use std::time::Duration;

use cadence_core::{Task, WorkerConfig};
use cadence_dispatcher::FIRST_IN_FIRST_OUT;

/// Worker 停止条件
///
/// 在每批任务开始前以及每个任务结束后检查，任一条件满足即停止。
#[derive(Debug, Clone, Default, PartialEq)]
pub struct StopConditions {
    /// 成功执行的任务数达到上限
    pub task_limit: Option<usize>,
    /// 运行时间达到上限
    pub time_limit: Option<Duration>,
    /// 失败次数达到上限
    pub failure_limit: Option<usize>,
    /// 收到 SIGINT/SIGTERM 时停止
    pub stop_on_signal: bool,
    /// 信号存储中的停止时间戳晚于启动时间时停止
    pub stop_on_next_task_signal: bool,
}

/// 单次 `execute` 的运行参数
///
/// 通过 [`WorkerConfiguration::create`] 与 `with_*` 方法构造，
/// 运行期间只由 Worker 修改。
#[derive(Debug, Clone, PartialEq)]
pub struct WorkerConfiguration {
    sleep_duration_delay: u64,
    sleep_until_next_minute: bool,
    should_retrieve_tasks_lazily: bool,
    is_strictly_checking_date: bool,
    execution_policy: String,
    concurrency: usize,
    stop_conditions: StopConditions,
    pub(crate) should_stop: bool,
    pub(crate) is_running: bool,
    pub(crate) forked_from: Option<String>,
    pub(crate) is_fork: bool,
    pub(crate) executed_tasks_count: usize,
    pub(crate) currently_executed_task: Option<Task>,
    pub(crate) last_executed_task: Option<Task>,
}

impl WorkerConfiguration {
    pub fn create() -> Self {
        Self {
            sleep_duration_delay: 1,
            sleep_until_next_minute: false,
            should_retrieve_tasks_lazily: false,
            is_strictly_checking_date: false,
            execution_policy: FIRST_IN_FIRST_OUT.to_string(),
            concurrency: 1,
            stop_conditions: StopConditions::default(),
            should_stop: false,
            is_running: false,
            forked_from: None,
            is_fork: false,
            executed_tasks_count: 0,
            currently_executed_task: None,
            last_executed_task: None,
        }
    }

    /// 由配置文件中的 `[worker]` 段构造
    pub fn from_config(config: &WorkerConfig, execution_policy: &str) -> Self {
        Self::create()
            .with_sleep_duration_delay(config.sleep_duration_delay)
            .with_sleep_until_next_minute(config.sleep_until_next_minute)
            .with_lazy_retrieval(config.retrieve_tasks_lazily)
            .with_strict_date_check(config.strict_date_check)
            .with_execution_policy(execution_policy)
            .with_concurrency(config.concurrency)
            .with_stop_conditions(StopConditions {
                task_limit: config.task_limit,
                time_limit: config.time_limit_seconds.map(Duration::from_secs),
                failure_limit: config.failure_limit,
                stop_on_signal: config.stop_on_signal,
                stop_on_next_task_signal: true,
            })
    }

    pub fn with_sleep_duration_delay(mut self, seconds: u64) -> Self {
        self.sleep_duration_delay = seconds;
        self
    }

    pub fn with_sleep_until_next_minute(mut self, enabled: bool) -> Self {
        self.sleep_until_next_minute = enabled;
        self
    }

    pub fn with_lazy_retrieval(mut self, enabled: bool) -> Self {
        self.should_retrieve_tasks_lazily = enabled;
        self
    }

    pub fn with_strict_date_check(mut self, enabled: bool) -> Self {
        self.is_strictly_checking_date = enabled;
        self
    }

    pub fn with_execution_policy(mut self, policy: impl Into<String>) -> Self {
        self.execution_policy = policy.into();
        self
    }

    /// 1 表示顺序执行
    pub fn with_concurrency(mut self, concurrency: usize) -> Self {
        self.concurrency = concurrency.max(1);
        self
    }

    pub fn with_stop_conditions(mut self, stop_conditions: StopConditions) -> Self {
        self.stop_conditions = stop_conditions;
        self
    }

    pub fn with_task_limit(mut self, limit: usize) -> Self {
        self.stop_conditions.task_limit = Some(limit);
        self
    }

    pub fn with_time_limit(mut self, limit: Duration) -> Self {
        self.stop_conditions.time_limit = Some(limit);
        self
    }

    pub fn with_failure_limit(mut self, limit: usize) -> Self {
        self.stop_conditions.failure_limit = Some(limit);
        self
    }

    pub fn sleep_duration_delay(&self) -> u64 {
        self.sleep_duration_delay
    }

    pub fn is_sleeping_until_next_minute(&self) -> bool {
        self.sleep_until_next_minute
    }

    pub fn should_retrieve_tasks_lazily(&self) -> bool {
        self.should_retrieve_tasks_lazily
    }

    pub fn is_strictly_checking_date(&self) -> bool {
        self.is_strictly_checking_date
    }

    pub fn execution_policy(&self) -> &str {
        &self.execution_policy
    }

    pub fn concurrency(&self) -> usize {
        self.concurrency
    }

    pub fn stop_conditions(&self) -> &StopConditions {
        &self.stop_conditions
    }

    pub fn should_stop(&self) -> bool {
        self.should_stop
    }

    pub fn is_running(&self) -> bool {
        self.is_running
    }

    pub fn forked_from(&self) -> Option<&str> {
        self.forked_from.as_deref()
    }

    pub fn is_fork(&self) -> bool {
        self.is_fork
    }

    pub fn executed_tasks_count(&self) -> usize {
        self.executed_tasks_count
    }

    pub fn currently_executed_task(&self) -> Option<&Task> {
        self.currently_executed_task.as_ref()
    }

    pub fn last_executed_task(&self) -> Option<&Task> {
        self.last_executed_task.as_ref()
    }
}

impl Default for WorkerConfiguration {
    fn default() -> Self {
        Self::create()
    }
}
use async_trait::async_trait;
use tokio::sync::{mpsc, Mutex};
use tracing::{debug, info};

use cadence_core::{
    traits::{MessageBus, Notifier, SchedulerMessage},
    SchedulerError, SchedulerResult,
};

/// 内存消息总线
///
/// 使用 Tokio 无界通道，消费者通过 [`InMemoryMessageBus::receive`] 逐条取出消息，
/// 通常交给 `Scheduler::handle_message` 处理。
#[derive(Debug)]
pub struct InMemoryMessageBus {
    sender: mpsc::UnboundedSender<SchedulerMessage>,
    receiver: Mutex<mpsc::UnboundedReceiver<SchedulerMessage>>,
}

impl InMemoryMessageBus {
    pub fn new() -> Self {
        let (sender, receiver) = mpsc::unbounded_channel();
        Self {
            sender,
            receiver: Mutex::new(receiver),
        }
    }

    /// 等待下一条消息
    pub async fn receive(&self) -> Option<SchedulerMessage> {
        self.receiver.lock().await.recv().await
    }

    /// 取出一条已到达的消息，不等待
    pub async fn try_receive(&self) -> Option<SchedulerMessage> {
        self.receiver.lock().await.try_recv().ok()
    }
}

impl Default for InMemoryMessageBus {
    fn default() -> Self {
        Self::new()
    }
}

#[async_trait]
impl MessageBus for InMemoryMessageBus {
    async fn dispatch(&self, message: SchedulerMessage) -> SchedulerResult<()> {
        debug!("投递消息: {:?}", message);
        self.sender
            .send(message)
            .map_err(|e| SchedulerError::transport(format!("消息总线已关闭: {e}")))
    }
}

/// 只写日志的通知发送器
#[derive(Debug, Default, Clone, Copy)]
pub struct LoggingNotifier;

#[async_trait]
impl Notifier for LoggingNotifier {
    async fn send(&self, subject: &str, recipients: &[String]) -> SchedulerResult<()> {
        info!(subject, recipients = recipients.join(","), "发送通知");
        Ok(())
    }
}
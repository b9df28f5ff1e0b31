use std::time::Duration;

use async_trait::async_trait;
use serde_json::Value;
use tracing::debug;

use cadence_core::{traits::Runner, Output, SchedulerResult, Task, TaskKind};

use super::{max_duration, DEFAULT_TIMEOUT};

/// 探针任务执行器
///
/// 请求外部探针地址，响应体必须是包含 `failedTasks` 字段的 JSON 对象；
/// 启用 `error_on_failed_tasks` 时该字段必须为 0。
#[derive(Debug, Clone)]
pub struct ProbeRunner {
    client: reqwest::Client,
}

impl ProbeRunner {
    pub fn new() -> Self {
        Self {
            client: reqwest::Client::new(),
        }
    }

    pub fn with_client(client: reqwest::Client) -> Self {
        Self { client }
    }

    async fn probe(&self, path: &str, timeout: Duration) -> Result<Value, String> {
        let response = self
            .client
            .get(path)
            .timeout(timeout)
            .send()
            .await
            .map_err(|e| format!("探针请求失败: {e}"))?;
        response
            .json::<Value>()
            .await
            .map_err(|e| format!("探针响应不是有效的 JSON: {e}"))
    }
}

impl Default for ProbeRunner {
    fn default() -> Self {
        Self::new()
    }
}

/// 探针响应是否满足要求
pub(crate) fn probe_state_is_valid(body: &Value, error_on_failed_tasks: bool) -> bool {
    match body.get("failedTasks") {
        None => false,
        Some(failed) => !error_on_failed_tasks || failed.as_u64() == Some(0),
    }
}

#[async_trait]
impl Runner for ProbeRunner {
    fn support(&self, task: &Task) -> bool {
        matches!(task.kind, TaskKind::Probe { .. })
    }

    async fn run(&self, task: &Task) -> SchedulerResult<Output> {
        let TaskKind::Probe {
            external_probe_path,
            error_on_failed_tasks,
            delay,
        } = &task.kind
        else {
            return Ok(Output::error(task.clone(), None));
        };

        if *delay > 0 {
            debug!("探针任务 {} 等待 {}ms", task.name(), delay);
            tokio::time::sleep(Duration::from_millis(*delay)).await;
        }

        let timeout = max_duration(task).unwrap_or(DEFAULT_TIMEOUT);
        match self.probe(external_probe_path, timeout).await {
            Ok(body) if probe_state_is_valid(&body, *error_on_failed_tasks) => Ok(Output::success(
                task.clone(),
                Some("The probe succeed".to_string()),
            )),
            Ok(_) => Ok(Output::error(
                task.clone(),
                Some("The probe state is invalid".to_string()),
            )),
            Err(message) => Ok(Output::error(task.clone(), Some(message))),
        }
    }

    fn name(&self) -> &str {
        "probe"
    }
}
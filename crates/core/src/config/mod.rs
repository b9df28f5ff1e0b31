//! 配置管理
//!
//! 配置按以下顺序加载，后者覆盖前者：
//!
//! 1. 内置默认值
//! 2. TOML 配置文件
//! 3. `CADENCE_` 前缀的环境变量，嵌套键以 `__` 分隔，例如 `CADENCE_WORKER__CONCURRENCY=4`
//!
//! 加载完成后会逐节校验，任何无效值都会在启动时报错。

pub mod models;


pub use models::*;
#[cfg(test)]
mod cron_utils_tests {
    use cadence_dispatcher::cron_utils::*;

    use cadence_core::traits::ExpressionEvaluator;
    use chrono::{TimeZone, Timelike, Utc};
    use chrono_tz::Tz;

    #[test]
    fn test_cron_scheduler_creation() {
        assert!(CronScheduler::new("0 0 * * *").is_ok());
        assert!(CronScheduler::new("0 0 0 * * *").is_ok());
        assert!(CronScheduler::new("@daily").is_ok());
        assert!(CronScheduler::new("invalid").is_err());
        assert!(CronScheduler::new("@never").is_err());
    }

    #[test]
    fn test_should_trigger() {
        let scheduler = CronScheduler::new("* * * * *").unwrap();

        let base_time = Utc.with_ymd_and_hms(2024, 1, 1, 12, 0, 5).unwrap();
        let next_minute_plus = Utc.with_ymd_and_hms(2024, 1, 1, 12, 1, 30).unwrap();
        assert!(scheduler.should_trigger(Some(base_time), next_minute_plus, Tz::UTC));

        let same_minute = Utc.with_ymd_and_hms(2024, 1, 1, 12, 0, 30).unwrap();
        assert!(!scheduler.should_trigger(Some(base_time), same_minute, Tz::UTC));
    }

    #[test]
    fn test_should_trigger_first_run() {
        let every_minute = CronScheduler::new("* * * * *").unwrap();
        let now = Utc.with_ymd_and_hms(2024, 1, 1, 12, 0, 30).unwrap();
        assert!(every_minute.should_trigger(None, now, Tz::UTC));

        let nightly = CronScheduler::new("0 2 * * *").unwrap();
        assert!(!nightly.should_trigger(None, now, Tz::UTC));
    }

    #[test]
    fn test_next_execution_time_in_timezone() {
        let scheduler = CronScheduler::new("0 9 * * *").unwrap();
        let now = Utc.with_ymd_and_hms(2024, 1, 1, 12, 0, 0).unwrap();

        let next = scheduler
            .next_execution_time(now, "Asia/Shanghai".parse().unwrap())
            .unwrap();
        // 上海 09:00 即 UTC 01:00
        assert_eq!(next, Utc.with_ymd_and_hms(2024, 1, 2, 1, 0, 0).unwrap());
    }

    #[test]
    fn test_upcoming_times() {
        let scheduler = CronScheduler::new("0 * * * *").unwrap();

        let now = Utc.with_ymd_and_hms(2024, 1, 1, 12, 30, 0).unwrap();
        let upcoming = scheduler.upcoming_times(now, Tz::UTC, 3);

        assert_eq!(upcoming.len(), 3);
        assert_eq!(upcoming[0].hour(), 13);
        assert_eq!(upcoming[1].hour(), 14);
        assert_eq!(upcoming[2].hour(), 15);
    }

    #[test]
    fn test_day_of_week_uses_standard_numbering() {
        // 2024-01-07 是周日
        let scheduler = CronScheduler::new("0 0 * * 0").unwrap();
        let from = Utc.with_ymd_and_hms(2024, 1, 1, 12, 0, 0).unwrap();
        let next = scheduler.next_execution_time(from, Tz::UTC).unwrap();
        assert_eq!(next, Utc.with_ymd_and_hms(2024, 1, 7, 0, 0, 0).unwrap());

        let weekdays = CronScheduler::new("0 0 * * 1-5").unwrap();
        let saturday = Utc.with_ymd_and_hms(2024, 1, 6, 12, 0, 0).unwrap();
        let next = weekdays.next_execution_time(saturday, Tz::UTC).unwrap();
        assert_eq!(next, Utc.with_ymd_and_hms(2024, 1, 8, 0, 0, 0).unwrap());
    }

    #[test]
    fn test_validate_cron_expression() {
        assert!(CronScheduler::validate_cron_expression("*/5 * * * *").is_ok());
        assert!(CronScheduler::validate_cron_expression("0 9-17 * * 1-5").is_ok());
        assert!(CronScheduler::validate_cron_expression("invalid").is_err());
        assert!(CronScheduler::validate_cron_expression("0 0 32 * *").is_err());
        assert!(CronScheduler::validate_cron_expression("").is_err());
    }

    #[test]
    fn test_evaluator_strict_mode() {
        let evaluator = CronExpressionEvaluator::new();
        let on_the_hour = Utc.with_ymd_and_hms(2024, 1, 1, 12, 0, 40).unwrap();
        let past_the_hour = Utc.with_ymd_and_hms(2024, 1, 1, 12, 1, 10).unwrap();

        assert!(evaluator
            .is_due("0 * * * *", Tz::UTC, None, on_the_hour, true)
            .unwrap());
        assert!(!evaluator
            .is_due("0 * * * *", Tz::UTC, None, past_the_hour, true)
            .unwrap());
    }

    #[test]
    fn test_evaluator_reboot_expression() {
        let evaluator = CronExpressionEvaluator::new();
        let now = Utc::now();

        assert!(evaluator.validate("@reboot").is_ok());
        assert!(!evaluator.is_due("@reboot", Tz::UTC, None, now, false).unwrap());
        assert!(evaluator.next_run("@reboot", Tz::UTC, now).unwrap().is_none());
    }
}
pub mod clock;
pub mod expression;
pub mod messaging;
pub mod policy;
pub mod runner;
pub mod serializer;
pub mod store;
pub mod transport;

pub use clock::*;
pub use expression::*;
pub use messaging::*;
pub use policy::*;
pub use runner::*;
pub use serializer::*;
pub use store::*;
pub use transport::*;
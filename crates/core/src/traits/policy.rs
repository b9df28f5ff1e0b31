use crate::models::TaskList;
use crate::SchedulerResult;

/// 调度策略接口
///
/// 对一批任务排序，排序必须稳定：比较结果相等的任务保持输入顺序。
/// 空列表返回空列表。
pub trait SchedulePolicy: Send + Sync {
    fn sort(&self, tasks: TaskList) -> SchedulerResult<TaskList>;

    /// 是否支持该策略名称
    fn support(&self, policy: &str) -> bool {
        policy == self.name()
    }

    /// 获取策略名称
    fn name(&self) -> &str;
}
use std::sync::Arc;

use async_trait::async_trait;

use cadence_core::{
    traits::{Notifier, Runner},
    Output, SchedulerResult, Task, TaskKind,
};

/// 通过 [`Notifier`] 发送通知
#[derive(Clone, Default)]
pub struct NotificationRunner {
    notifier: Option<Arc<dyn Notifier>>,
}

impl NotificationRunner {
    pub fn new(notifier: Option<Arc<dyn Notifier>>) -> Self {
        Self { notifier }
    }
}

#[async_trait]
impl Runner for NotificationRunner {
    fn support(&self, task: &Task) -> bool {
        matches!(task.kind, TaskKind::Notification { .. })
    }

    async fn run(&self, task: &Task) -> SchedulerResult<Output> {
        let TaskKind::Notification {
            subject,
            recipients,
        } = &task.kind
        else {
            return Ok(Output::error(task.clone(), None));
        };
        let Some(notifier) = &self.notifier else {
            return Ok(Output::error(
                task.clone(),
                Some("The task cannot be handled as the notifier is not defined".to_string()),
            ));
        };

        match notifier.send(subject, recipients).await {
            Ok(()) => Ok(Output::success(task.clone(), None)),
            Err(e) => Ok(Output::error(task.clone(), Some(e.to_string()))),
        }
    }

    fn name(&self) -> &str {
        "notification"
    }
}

══════════

◆ WORK INSTRUCTION
Return only the number of lines above in which the string "usize" occurs.

◆ ANSWER SECTION
9